> **PROMPT**
Where a line of the following data contains the string "ClickRequest", include it in the tally. Report the total alone.

> **MATERIAL SHOWN**

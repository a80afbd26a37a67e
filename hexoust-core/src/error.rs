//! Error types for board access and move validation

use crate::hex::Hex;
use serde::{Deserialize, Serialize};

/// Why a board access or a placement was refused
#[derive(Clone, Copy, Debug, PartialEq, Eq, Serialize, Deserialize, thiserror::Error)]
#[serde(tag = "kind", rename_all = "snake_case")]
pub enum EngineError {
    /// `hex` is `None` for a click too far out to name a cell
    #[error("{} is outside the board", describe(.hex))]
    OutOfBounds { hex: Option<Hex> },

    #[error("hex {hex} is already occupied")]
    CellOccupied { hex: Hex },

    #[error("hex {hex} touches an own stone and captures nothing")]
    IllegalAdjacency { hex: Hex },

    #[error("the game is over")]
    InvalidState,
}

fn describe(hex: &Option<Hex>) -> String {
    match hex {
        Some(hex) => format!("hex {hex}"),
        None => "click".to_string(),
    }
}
* * *
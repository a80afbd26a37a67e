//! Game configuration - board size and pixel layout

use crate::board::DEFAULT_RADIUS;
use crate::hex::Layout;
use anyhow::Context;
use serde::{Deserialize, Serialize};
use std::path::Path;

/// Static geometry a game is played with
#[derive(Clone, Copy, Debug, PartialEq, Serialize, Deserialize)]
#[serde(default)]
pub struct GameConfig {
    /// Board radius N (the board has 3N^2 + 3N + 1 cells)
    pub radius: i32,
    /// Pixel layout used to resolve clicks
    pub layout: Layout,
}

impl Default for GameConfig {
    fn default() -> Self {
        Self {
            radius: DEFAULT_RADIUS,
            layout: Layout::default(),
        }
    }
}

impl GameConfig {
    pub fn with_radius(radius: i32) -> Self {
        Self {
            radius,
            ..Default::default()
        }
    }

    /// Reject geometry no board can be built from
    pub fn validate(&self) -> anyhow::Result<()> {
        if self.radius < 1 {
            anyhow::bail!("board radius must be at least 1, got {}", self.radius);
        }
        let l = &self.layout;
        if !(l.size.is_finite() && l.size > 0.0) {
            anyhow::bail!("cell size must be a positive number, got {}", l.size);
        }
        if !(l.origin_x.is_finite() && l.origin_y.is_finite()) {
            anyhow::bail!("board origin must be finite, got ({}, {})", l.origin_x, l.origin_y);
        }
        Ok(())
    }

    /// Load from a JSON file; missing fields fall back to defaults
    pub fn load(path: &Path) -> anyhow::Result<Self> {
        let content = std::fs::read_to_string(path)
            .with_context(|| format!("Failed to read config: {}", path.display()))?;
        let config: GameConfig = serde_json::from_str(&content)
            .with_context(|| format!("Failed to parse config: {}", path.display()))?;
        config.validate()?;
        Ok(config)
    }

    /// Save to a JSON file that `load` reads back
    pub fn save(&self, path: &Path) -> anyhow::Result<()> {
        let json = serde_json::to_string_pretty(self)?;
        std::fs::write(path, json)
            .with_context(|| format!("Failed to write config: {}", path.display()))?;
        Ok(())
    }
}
--
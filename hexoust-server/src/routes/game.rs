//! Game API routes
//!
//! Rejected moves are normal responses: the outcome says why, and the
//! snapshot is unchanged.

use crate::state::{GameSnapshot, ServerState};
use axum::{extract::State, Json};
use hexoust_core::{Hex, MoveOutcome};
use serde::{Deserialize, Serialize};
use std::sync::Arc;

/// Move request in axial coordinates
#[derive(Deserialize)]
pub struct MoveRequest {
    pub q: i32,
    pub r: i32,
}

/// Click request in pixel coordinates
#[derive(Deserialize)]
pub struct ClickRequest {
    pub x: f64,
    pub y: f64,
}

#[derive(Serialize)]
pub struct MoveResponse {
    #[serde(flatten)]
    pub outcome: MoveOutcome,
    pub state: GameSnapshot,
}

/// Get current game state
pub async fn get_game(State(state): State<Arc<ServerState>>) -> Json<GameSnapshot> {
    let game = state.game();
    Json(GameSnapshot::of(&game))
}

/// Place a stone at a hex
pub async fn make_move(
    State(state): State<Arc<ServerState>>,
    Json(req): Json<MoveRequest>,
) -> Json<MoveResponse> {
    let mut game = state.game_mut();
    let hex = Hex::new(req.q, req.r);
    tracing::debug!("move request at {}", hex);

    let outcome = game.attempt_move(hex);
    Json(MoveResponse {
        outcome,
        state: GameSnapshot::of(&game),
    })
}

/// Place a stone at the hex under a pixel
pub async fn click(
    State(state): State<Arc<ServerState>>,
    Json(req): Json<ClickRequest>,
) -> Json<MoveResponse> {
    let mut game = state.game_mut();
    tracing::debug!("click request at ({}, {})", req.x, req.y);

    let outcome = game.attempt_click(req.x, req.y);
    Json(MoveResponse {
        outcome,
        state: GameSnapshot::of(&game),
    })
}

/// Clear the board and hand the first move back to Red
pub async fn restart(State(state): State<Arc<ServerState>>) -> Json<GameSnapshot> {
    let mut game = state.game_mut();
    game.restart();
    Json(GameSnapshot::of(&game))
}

> **ANSWER TO THIS PROBLEM**
2